The work of Chris Stern

Published

If you’re in Seattle this Thursday, don’t miss the opening of an exhibit of brilliantly creative letterpress printing by the late Chris Stern, at the Design Commission (121 Prefontaine Place S., near 4th & Yesler). Chris and his wife and partner, Jules Remedios Faye, formed Stern & Faye, Letterpress Printers, and founded their “printing farm” in the Skagit Valley north of Seattle. Each of them was a fine, and unusual, printer and artist before they met, and their work together has been amazing. When Chris died of cancer a year and a half ago, many of us lost a friend and we all lost an original talent.

The exhibit is in several parts: in addition to Chris’s printed work, there will be photos and artifacts from the printing farm, and prints produced by friends, colleagues, and students of Chris and Jules’s, inspired by their work. Much of this will be for sale, to benefit Jules and help pay off Chris’s outstanding medical bills.

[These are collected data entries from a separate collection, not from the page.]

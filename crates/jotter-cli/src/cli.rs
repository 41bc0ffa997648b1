use clap::{Parser, Subcommand, ValueEnum};
use jotter_core::sync::Surface;

pub const DEFAULT_API_URL: &str = "http://localhost:3000";

#[derive(Parser)]
#[command(name = "jotter")]
#[command(about = "Write and sync notes from the terminal")]
#[command(version)]
pub struct Cli {
    #[command(subcommand)]
    pub command: Option<Commands>,

    /// Jotter API base URL
    #[arg(
        long,
        global = true,
        env = "JOTTER_API_URL",
        default_value = DEFAULT_API_URL,
        value_name = "URL"
    )]
    pub api_url: String,
}

#[derive(Subcommand)]
pub enum Commands {
    /// Create an account
    Register {
        #[arg(long, value_name = "EMAIL")]
        email: String,
        #[arg(long, value_name = "PASSWORD")]
        password: String,
    },
    /// Sign in and store the session token
    Login {
        #[arg(long, value_name = "EMAIL")]
        email: String,
        #[arg(long, value_name = "PASSWORD")]
        password: String,
    },
    /// Forget the stored session
    Logout,
    /// Show who is signed in
    Status,
    /// List notes, most recently updated first
    List {
        /// Number of notes to show
        #[arg(short, long, default_value = "20")]
        limit: usize,
        /// Output as JSON
        #[arg(long)]
        json: bool,
    },
    /// Print a single note
    Show {
        /// Note ID
        id: String,
        /// Output as JSON
        #[arg(long)]
        json: bool,
    },
    /// Create a new note
    #[command(alias = "new")]
    Add {
        /// Note title
        #[arg(short, long)]
        title: Option<String>,
        /// Note content (falls back to piped stdin, then $EDITOR)
        content: Vec<String>,
    },
    /// Edit a note's content in $EDITOR
    Edit {
        /// Note ID
        id: String,
        /// Replace the title as well
        #[arg(short, long)]
        title: Option<String>,
    },
    /// Delete a note
    Delete {
        /// Note ID
        id: String,
    },
    /// Interactive editing session with auto-save
    Live {
        /// Note ID (omit to start a new note)
        id: Option<String>,
        /// Editor surface whose timing to use
        #[arg(long, value_enum, default_value_t = SurfaceArg::Main)]
        surface: SurfaceArg,
    },
}

#[derive(Clone, Copy, Debug, Eq, PartialEq, ValueEnum)]
pub enum SurfaceArg {
    Main,
    Floating,
    Mobile,
}

impl From<SurfaceArg> for Surface {
    fn from(value: SurfaceArg) -> Self {
        match value {
            SurfaceArg::Main => Self::MainWindow,
            SurfaceArg::Floating => Self::FloatingWindow,
            SurfaceArg::Mobile => Self::Mobile,
        }
    }
}
use crate::commands::common::{authenticated_client, fetch_note, format_note_detail, parse_note_id};
use crate::error::CliError;

pub async fn run_show(api_url: &str, id: &str, as_json: bool) -> Result<(), CliError> {
    let id = parse_note_id(id)?;
    let (client, _) = authenticated_client(api_url)?;
    let note = fetch_note(&client, id).await?;

    if as_json {
        println!("{}", serde_json::to_string_pretty(&note)?);
    } else {
        println!("{}", format_note_detail(&note));
    }
    Ok(())
}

The opening runs from 5 to 10 p.m. (this is “First Thursday,” Seattle’s monthly arts walk in Pioneer Square). If you can’t make the opening, the exhibit will be accessible during business hours at the Design Commission for the rest of the month.

Yes, the exhibit includes a copy of the magnificent volume that Chris created from my little story “Roman Seattle.”

Update June 6:

I’ve posted a few photos from last night’s opening.